RAG 系统构建实践:给大模型接入私有知识库
大模型不了解你的内部系统,RAG 能让它”读懂”你的 Runbook 和 Wiki,回答具体的内部问题。
RAG 原理
用户提问
↓
向量化查询 → 向量数据库检索 → 召回相关文档片段
↓
拼接到 Prompt → LLM 生成回答
核心思路:不是让模型”记住”知识,而是每次回答时动态检索相关内容作为上下文。
技术栈选择
- 向量数据库:Qdrant(推荐,性能好,易部署)
- Embedding 模型:
bge-m3(中文效果最好) - LLM:Qwen2.5 / DeepSeek(本地部署)
- 框架:LangChain 或直接调用 API
部署向量数据库
docker run -d \
--name qdrant \
-p 6333:6333 \
-v qdrant_storage:/qdrant/storage \
qdrant/qdrant
文档处理与向量化
from pathlib import Path
from qdrant_client import QdrantClient
from qdrant_client.models import Distance, VectorParams, PointStruct
from sentence_transformers import SentenceTransformer
import hashlib
# 初始化
embedder = SentenceTransformer("BAAI/bge-m3")

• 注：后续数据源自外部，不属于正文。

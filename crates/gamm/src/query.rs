// gamm/src/query.rs

//! Read-side helpers shared by the service, the JSON-RPC methods and the CLI.

use crate::pool::{Pool, PoolAsset};
use crate::pricing;
use crate::route::{SwapAmountInRoute, SwapAmountOutRoute, SwapRoute};
use crate::router::SwapRouter;
use crate::store::PoolStore;
use crate::{GammError, GammResult};
use amm_core::{Amount, Coin, Dec, PoolId};
use serde::{Deserialize, Serialize};

/// Weight of one pool asset
#[derive(Debug, Clone, PartialEq, Eq, Serialize, Deserialize)]
pub struct PoolWeight {
    pub denom: String,
    pub weight: Dec,
}

/// Fees and weights of a pool
#[derive(Debug, Clone, PartialEq, Eq, Serialize, Deserialize)]
pub struct PoolParamsResponse {
    pub swap_fee: Dec,
    pub exit_fee: Dec,
    pub weights: Vec<PoolWeight>,
}

/// Read-only view over a pool store
pub struct PoolQuerier<'a, S: PoolStore + ?Sized> {
    store: &'a S,
}

impl<'a, S: PoolStore + ?Sized> PoolQuerier<'a, S> {
    pub fn new(store: &'a S) -> Self {
        Self { store }
    }

    pub fn pool(&self, pool_id: PoolId) -> GammResult<Pool> {
        self.store.get(pool_id)
    }

    pub fn pools(&self) -> GammResult<Vec<Pool>> {
        self.store.list()
    }

    pub fn pool_params(&self, pool_id: PoolId) -> GammResult<PoolParamsResponse> {
        let pool = self.store.get(pool_id)?;
        Ok(PoolParamsResponse {
            swap_fee: pool.swap_fee().clone(),
            exit_fee: pool.exit_fee().clone(),
            weights: pool
                .weights()
                .into_iter()
                .map(|(denom, weight)| PoolWeight { denom, weight })
                .collect(),
        })
    }

    pub fn total_share(&self, pool_id: PoolId) -> GammResult<Coin> {
        Ok(self.store.get(pool_id)?.total_share_coin())
    }

    pub fn records(&self, pool_id: PoolId) -> GammResult<Vec<PoolAsset>> {
        Ok(self.store.get(pool_id)?.assets().to_vec())
    }

    pub fn spot_price(&self, pool_id: PoolId, denom_in: &str, denom_out: &str) -> GammResult<Dec> {
        let pool = self.store.get(pool_id)?;
        pricing::spot_price(&pool, denom_in, denom_out)
    }

    /// Simulated output of an exact-in route. `pool_id` must name the first hop.
    pub fn estimate_swap_exact_amount_in(
        &self,
        pool_id: PoolId,
        sender: &str,
        token_in: &Coin,
        routes: &[SwapAmountInRoute],
    ) -> GammResult<Amount> {
        let route = SwapRoute::from_exact_in(&token_in.denom, routes)?;
        check_outer_pool(pool_id, &route)?;
        tracing::debug!("Estimating {} in for {} over {} hops", token_in, sender, route.len());
        SwapRouter::new(self.store).estimate_exact_in(&route, &token_in.amount)
    }

    /// Simulated input of an exact-out route. `pool_id` must name the first hop.
    pub fn estimate_swap_exact_amount_out(
        &self,
        pool_id: PoolId,
        sender: &str,
        routes: &[SwapAmountOutRoute],
        token_out: &Coin,
    ) -> GammResult<Amount> {
        let route = SwapRoute::from_exact_out(routes, &token_out.denom)?;
        check_outer_pool(pool_id, &route)?;
        tracing::debug!("Estimating {} out for {} over {} hops", token_out, sender, route.len());
        SwapRouter::new(self.store).estimate_exact_out(&route, &token_out.amount)
    }
}

fn check_outer_pool(pool_id: PoolId, route: &SwapRoute) -> GammResult<()> {
    if route.first_pool_id() != pool_id {
        return Err(GammError::InvalidRoute(format!(
            "pool {} is not the first hop of the route (pool {})",
            pool_id,
            route.first_pool_id()
        )));
    }
    Ok(())
}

client = QdrantClient(host="localhost", port=6333)
# 创建集合
client.recreate_collection(
collection_name="ops-knowledge",
vectors_config=VectorParams(size=1024, distance=Distance.COSINE),
)
def chunk_text(text: str, chunk_size: int = 500, overlap: int = 50) -> list[str]:
"""按句子边界切分文本"""
sentences = text.split("。")
chunks, current = [], ""
for sent in sentences:
if len(current) + len(sent) > chunk_size:
if current:
chunks.append(current)
current = current[-overlap:] + sent + "。"
else:
current += sent + "。"
if current:
chunks.append(current)
return chunks
def index_document(file_path: str, source: str):
"""索引单个文档"""
text = Path(file_path).read_text(encoding="utf-8")
chunks = chunk_text(text)
points = []
for i, chunk in enumerate(chunks):
doc_id = hashlib.md5(f"{source}_{i}".encode()).hexdigest()[:16]
vector = embedder.encode(chunk, normalize_embeddings=True).tolist()
points.append(PointStruct(
id=abs(hash(doc_id)) % (2**63),
vector=vector,
payload={"text": chunk, "source": source, "chunk_id": i}
))
client.upsert(collection_name="ops-knowledge", points=points)
print(f"已索引 {len(chunks)} 个片段:{source}")
# 批量索引文档
docs_dir = Path("/opt/runbooks")
for md_file in docs_dir.rglob("*.md"):
index_document(str(md_file), md_file.name)
检索与问答
from openai import OpenAI
llm = OpenAI(base_url="http://localhost:11434/v1", api_key="ollama")
def search(query: str, top_k: int = 5) -> list[dict]:
"""语义检索"""
query_vector = embedder.encode(query, normalize_embeddings=True).tolist()
results = client.search(
collection_name="ops-knowledge",
query_vector=query_vector,
limit=top_k,
score_threshold=0.6, # 过滤低相关度结果
)
return [
{"text": r.payload["text"], "source": r.payload["source"], "score": r.score}
for r in results
]
def ask(question: str) -> str:
"""RAG 问答"""
docs = search(question)
if not docs:
return "未找到相关文档,请检查知识库是否已索引。"
context = "\n\n---\n\n".join(
f"来源:{d['source']}\n{d['text']}" for d in docs
)
prompt = f"""根据以下文档内容回答问题。如果文档中没有相关信息,请明确说明。
文档内容:
{context}
问题:{question}"""
response = llm.chat.completions.create(
model="qwen2.5:14b",
messages=[
{"role": "system", "content": "你是一个运维知识助手,基于提供的文档准确回答问题。"},
{"role": "user", "content": prompt},
],
temperature=0.1,
)
return response.choices[0].message.content
# 使用示例
answer = ask("MySQL 主从同步延迟怎么排查?")
print(answer)
构建 Web 界面
from fastapi import FastAPI
from pydantic import BaseModel
app = FastAPI()
class Question(BaseModel):
query: str
@app.post("/ask")
async def ask_endpoint(q: Question):
docs = search(q.query)
answer = ask(q.query)
return {
"answer": answer,
"sources": [{"source": d["source"], "score": d["score"]} for d in docs]
}
提升效果的技巧
- 文档预处理:去除无意义内容,保留结构化信息
- 混合检索:向量检索 + 关键词检索(BM25)结合
- 重排序:用 reranker 模型对召回结果重新排序
- 定期更新:文档变更时自动触发重新索引
RAG 是目前最实用的 LLM 落地方案,特别适合运维知识库、故障手册、操作规程等场景。